Its preparation method is:
(1) peeled shrimp is cleaned, and adds salt, ginger, cooking wine, stirs, and pickles 3 hours;
(2) in pot, add edible rusting heat, add ginger, Bulbus Allii Fistulosi, garlic, dried flower green pepper, fried 2 minutes of chilli, adds the peeled shrimp of pickling, and fried 6 minutes, then add cooking wine, light-coloured vinegar and salt, off the pot after stir-frying 1 minute;
(3) tinning, 121 DEG C of sterilizings 20 minutes, vacuum sealing and get final product.

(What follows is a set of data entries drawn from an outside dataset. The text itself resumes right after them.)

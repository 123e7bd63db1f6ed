// ═══════════════════════════════════════════════════════════════════
// Error Tests — CoreError variants, Display formatting, From impls
// ═══════════════════════════════════════════════════════════════════

use expense_tracker_core::errors::CoreError;

// ── Display formatting ──────────────────────────────────────────────

mod display {
    use super::*;

    #[test]
    fn network() {
        let err = CoreError::Network("connection refused".into());
        assert_eq!(err.to_string(), "Network error: connection refused");
    }

    #[test]
    fn backend_carries_status_and_body() {
        let err = CoreError::Backend {
            status: 400,
            message: "Amount must be greater than zero".into(),
        };
        assert_eq!(
            err.to_string(),
            "Backend returned status 400: Amount must be greater than zero"
        );
    }

    #[test]
    fn backend_with_empty_body() {
        let err = CoreError::Backend {
            status: 500,
            message: String::new(),
        };
        assert_eq!(err.to_string(), "Backend returned status 500: ");
    }

    #[test]
    fn deserialization() {
        let err = CoreError::Deserialization("missing field `amount`".into());
        assert_eq!(
            err.to_string(),
            "Deserialization error: missing field `amount`"
        );
    }

    #[test]
    fn validation() {
        let err = CoreError::Validation("Please fill in all fields".into());
        assert_eq!(
            err.to_string(),
            "Validation failed: Please fill in all fields"
        );
    }
}

// ── From conversions ────────────────────────────────────────────────

mod from_impls {
    use super::*;

    #[test]
    fn serde_json_errors_become_deserialization() {
        let json_err = serde_json::from_str::<u32>("not json").unwrap_err();
        let err: CoreError = json_err.into();
        assert!(matches!(err, CoreError::Deserialization(_)));
    }

    #[test]
    fn error_is_std_error() {
        fn assert_error<E: std::error::Error + Send + Sync + 'static>() {}
        assert_error::<CoreError>();
    }
}
/// Currency codes the entry form offers by default — the set the
/// conversion backend ships rates for. Submitting another code is not
/// blocked client-side; the backend is the authority on what converts.
pub const SUPPORTED_CURRENCIES: [&str; 6] = ["USD", "EUR", "GBP", "JPY", "CAD", "AUD"];

/// Normalize a currency code for submission: trim and uppercase,
/// matching how the backend normalizes codes on its side.
#[must_use]
pub fn normalize_code(code: &str) -> String {
    code.trim().to_uppercase()
}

The above embodiment has only expressed the application's detailed description of the invention, and it describes comparatively concrete and detailed, but can not therefore be interpreted as the restriction to the application's protection domain.It should be pointed out that for the person of ordinary skill of the art, not departing under the prerequisite of present techniques plan plot, can also make some distortion and improvement, these all belong to the application's protection domain.

Claims (3)

1. a spicy peeled shrimp can, is characterized in that, the weight of its raw material consists of: peeled shrimp 100-120 part, edible oil 40-50 part, ginger 2-4 part, Bulbus Allii Fistulosi 1-2 part, garlic 2-3 part, dried flower green pepper 3-5 part, chilli 3-5 part, cooking wine 2-5 part, light-coloured vinegar 2-4 part, salt 2-5 part.

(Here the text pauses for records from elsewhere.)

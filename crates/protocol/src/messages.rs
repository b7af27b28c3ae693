use std::fmt;
use std::str::FromStr;

use serde::{Deserialize, Serialize};

/// Dashboard role of the signed-in user.
#[derive(Debug, Clone, Copy, PartialEq, Eq, Hash, Serialize, Deserialize)]
#[serde(rename_all = "lowercase")]
pub enum Role {
    Admin,
    Trainer,
}

impl fmt::Display for Role {
    fn fmt(&self, f: &mut fmt::Formatter<'_>) -> fmt::Result {
        f.write_str(match self {
            Role::Admin => "admin",
            Role::Trainer => "trainer",
        })
    }
}

impl FromStr for Role {
    type Err = String;

    fn from_str(s: &str) -> Result<Self, Self::Err> {
        match s.to_ascii_lowercase().as_str() {
            "admin" => Ok(Role::Admin),
            "trainer" => Ok(Role::Trainer),
            other => Err(format!("unknown role: {other}")),
        }
    }
}

/// Who is on the other end of the dashboard.
///
/// Announced as the `identify` command every time a channel connects so the
/// server can route user-scoped events to it.
#[derive(Debug, Clone, PartialEq, Eq, Serialize, Deserialize)]
#[serde(rename_all = "camelCase")]
pub struct Identity {
    pub user_id: String,
    pub role: Role,
    /// Stable identifier of this dashboard install.
    pub client_id: String,
}
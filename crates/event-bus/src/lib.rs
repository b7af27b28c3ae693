//! Event dispatcher for server-pushed dashboard events.
//!
//! Validates inbound events against the catalog's identifying-key contract,
//! records them in a bounded history, fans them out to typed subscribers and
//! echoes every dispatch on a broadcast channel for listeners that never
//! subscribe directly.

pub mod broadcast;
pub mod dispatcher;
pub mod error;
pub mod event;
pub mod history;
pub mod validation;

pub use broadcast::{BroadcastChannel, BroadcastSink};
pub use dispatcher::{DispatchOutcome, EventDispatcher, SubscriptionId};
pub use error::{SubscriberError, ValidationError};
pub use event::Event;
pub use history::{History, HistoryEntry};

2. the spicy peeled shrimp can of one according to claim 1, is characterized in that, the weight of its raw material consists of: 100 parts, peeled shrimp, 50 parts of edible oils, 4 parts of ginger, 1 part of Bulbus Allii Fistulosi, 3 parts, garlic, 3 parts of dried flower greens pepper, 5 parts of chillis, 2 parts of cooking wine, 4 parts of light-coloured vinegars, 5 parts of salt.

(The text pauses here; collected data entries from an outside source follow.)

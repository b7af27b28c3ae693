pub mod channel;
pub mod constants;
pub mod envelope;
pub mod events;
pub mod messages;

// Re-export primary types for convenience.
pub use channel::{Channel, Priority, UnknownChannel};
pub use envelope::Message;
pub use events::EventType;
pub use messages::{Identity, Role};
use std::fmt;
use std::str::FromStr;

use serde::{Deserialize, Serialize};

/// A logical backend service the dashboard keeps a connection to.
///
/// Channels are supervised independently: a failure or reconnect on one
/// never affects another.
#[derive(Debug, Clone, Copy, PartialEq, Eq, Hash, PartialOrd, Ord, Serialize, Deserialize)]
#[serde(rename_all = "lowercase")]
pub enum Channel {
    /// Bookings, classes and room schedule. Mandatory.
    Schedule,
    /// Memberships and training sessions.
    Member,
    /// Accounts and trainer certifications.
    Identity,
}

impl Channel {
    /// Every channel, in supervision order.
    pub const ALL: [Channel; 3] = [Channel::Schedule, Channel::Member, Channel::Identity];

    /// Wire name of the channel.
    pub fn as_str(self) -> &'static str {
        match self {
            Channel::Schedule => "schedule",
            Channel::Member => "member",
            Channel::Identity => "identity",
        }
    }

    /// Whether a missing endpoint for this channel is a fatal configuration error.
    pub fn is_mandatory(self) -> bool {
        matches!(self, Channel::Schedule)
    }
}

impl fmt::Display for Channel {
    fn fmt(&self, f: &mut fmt::Formatter<'_>) -> fmt::Result {
        f.write_str(self.as_str())
    }
}

/// Returned when parsing an unrecognised channel name.
#[derive(Debug, Clone, PartialEq, Eq, thiserror::Error)]
#[error("unknown channel: {0}")]
pub struct UnknownChannel(pub String);

impl FromStr for Channel {
    type Err = UnknownChannel;

    fn from_str(s: &str) -> Result<Self, Self::Err> {
        Channel::ALL
            .into_iter()
            .find(|c| c.as_str().eq_ignore_ascii_case(s))
            .ok_or_else(|| UnknownChannel(s.to_string()))
    }
}

/// Importance of an outbound command.
///
/// Governs queue ordering (high first), eviction (low first) and whether
/// the command survives a restart (high only).
#[derive(
    Debug, Clone, Copy, Default, PartialEq, Eq, Hash, PartialOrd, Ord, Serialize, Deserialize,
)]
#[serde(rename_all = "lowercase")]
pub enum Priority {
    High,
    #[default]
    Normal,
    Low,
}

impl Priority {
    /// Numeric sort rank: high = 0, normal = 1, low = 2.
    pub fn rank(self) -> u8 {
        match self {
            Priority::High => 0,
            Priority::Normal => 1,
            Priority::Low => 2,
        }
    }
}

impl fmt::Display for Priority {
    fn fmt(&self, f: &mut fmt::Formatter<'_>) -> fmt::Result {
        f.write_str(match self {
            Priority::High => "high",
            Priority::Normal => "normal",
            Priority::Low => "low",
        })
    }
}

3. the preparation method of a kind of spicy peeled shrimp can according to claim 1, is characterized in that, its preparation method is:
(1) peeled shrimp is cleaned, and adds salt, ginger, cooking wine, stirs, and pickles 2-4 hour;
(2) in pot, add edible rusting heat, add ginger, Bulbus Allii Fistulosi, garlic, dried flower green pepper, chilli explodes 1-2 minute, adds the peeled shrimp of pickling, and fried 5-8 minute, then adds cooking wine, and light-coloured vinegar and salt are off the pot after stir-frying 1 minute;
(3) tinning, 121 DEG C of sterilizing 15-20 minute, vacuum sealing and get final product.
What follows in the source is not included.